In a civil lawsuit, a Superior Court judge sided with physician Barry Pollack, who was the first doctor to treat Charles S. Thrower, 39, when he arrived at the Westlake Medical Center emergency room. On the night of March 6, 1995, Thrower complained of a high fever, aches, a swollen knee, nausea and chills.

He was initially admitted and treated for a flare-up of lupus--a chronic disease that had afflicted him for a dozen years--instead of the quick-acting strep infection called necrotizing fasciitis.

In the opinion of Judge Joe Hadden, the lupus symptoms closely mimicked--and tragically masked--the strange ailment that killed Thrower at Los Robles Regional Medical Center three days later.

The flesh-eating bacteria wasn't discovered until March 7.

After hugging his wife and lawyer outside the Simi Valley courtroom, Pollack said he felt vindicated by the decision.

"I'm very relieved," said Pollack, a Westlake resident who now works in the emergency room at Simi Valley Hospital.

"The insurance company, in the early stages of the case, said, 'Just put it aside. It's cheaper to put out a settlement than to defend yourself,' " he said. "That's the sad thing about medical malpractice today."

Widow Cheryl Thrower--who rushed her husband to the hospital when he was too debilitated to walk or drive--said the decision shocked her. But she does not plan to appeal.

"I think now [Pollack] will start looking closer at what he's doing," Thrower said.

"I'm trying to take things one step at a time," said the widow, who is now raising the couple's children--Morgan, 13, and Christopher, 9--alone. "I'm trying to take care of my family."

Hadden's decision ended a $1.25-million civil suit Cheryl Thrower filed against the former Westlake Medical Center and seven doctors, claiming wrongful death and medical negligence. The medical center--last called the SHC Specialty Hospital--has been reacquired by giant Columbia/HCA Healthcare Corp.
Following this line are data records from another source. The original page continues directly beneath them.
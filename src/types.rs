// Core types shared by the rasterizer and the texture generators.

use crate::error::Error;

/// One RGBA8 pixel. Alpha 255 = fully opaque.
#[derive(Clone, Copy, Debug, PartialEq, Eq)]
pub struct Rgba {
    pub r: u8,
    pub g: u8,
    pub b: u8,
    pub a: u8,
}

impl Rgba {
    /// Opaque color from three channels.
    pub const fn rgb(r: u8, g: u8, b: u8) -> Self {
        Self { r, g, b, a: 255 }
    }

    pub const fn rgba(r: u8, g: u8, b: u8, a: u8) -> Self {
        Self { r, g, b, a }
    }

    /// Opaque gray with the same value on every channel.
    pub const fn gray(v: u8) -> Self {
        Self::rgb(v, v, v)
    }

    #[inline]
    pub fn is_opaque(self) -> bool {
        self.a == 255
    }
}

/// The canvas a texture is painted on.
/// Dimensions are set once at construction and never change afterwards.
/// Visual: this is the image that ends up in the PNG, pixel for pixel.
#[derive(Clone, Debug, PartialEq, Eq)]
pub struct PixelBuffer {
    width: usize,
    height: usize,
    pixels: Vec<Rgba>, // row-major, length = width * height
}

impl PixelBuffer {
    /// Allocate a `width` x `height` buffer filled with `fill`.
    /// The reservation is fallible so a huge canvas reports `Error::Alloc`
    /// instead of aborting the process.
    pub fn new(width: usize, height: usize, fill: Rgba) -> Result<Self, Error> {
        let len = width
            .checked_mul(height)
            .ok_or_else(|| Error::Alloc(format!("{width}x{height} overflows the pixel count")))?;

        let mut pixels = Vec::new();
        pixels
            .try_reserve_exact(len)
            .map_err(|e| Error::Alloc(format!("{width}x{height} buffer: {e}")))?;
        pixels.resize(len, fill);

        Ok(Self { width, height, pixels })
    }

    pub fn width(&self) -> usize {
        self.width
    }

    pub fn height(&self) -> usize {
        self.height
    }

    /// Pixel at (x, y), or `None` when the coordinate is off the canvas.
    #[cfg(test)]
    pub fn get(&self, x: i32, y: i32) -> Option<Rgba> {
        self.index(x, y).map(|idx| self.pixels[idx])
    }

    /// Mutable pixel at (x, y); off-canvas coordinates yield `None`.
    pub fn get_mut(&mut self, x: i32, y: i32) -> Option<&mut Rgba> {
        let idx = self.index(x, y)?;
        Some(&mut self.pixels[idx])
    }

    /// Every pixel, row-major.
    pub fn pixels(&self) -> &[Rgba] {
        &self.pixels
    }

    /// Tightly packed RGBA8 bytes, row-major, ready for an encoder.
    pub fn as_raw_bytes(&self) -> Vec<u8> {
        self.pixels()
            .iter()
            .flat_map(|p| [p.r, p.g, p.b, p.a])
            .collect()
    }

    // Off-canvas coordinates map to None; this is where all clipping ends up.
    #[inline]
    fn index(&self, x: i32, y: i32) -> Option<usize> {
        if x < 0 || y < 0 {
            return None;
        }
        let (x, y) = (x as usize, y as usize);
        if x >= self.width || y >= self.height {
            return None;
        }
        Some(y * self.width + x)
    }
}

/// A single drawing operation. Coordinates are inclusive bounds and may lie
/// partly or wholly outside the canvas; the rasterizer clips them.
#[derive(Clone, Copy, Debug, PartialEq)]
pub enum Shape {
    Rect { x0: i32, y0: i32, x1: i32, y1: i32, color: Rgba },
    Line { x0: i32, y0: i32, x1: i32, y1: i32, color: Rgba, width: u32 },
    /// Ellipse inscribed in the box (x0,y0)-(x1,y1).
    Ellipse { x0: i32, y0: i32, x1: i32, y1: i32, color: Rgba },
}

#[cfg(test)]
mod tests {
    use super::*;

    #[test]
    fn new_buffer_is_uniform() {
        let buf = PixelBuffer::new(7, 3, Rgba::gray(40)).unwrap();
        assert_eq!(buf.width(), 7);
        assert_eq!(buf.height(), 3);
        assert_eq!(buf.pixels().len(), 21);
        assert!(buf.pixels().iter().all(|&p| p == Rgba::gray(40)));
    }

    #[test]
    fn get_outside_canvas_is_none() {
        let buf = PixelBuffer::new(4, 4, Rgba::gray(0)).unwrap();
        assert_eq!(buf.get(-1, 0), None);
        assert_eq!(buf.get(0, 4), None);
        assert_eq!(buf.get(3, 3), Some(Rgba::gray(0)));
    }

    #[test]
    fn raw_bytes_are_rgba_row_major() {
        let mut buf = PixelBuffer::new(2, 1, Rgba::rgba(1, 2, 3, 4)).unwrap();
        *buf.get_mut(1, 0).unwrap() = Rgba::rgba(5, 6, 7, 8);
        assert_eq!(buf.as_raw_bytes(), vec![1, 2, 3, 4, 5, 6, 7, 8]);
    }

    #[test]
    fn overflowing_dimensions_report_alloc_error() {
        let err = PixelBuffer::new(usize::MAX, 2, Rgba::gray(0)).unwrap_err();
        assert!(matches!(err, Error::Alloc(_)));
    }
}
Previously, the medical center and two doctors settled out of court. Terms of that settlement are confidential. Four other doctors challenged the suit on legal grounds, and claims against them were dismissed.

During the trial, plaintiff's attorney Sandra Tyson had argued that Pollack overlooked some telltale symptoms, which could have indicated that Thrower was suffering from a virulent infection, not a lupus flare-up. Had the late health-care administrator quickly received a massive dose of antibiotics, he had a 90% chance of survival, she said.

Outside the courtroom, defense attorney C. Snyder Patin said symptoms pointed to lupus. So his client addressed those symptoms and kept Thrower at the hospital rather than releasing him. Thrower was turned over to an internist with more specialized expertise in just over two hours.

"I have always been convinced of the fact that Dr. Pollack had performed within the applicable standard of care," Patin said. "He had performed above the standard of care."

Hearing the case without a jury, Hadden issued his decision after Tyson made her closing arguments, but before Patin delivered his.

"This trial is truly a reenactment of a tragedy," Hadden said, adding that testimony from and the presence of Thrower's wife and children broke his heart.

"It was sometimes difficult to take notes," he said, looking at Cheryl Thrower. "I wanted to cry. I wanted to give each of you a hug."

But hugging is not a judge's job, he said. Listening to the evidence is.

"This is an agonizing case," he said. "[But] in my best judgment, Dr. Pollack's conduct did not fall below standards set forth in the law for an emergency room physician in the two hours and five minutes [Charles Thrower] was in his care."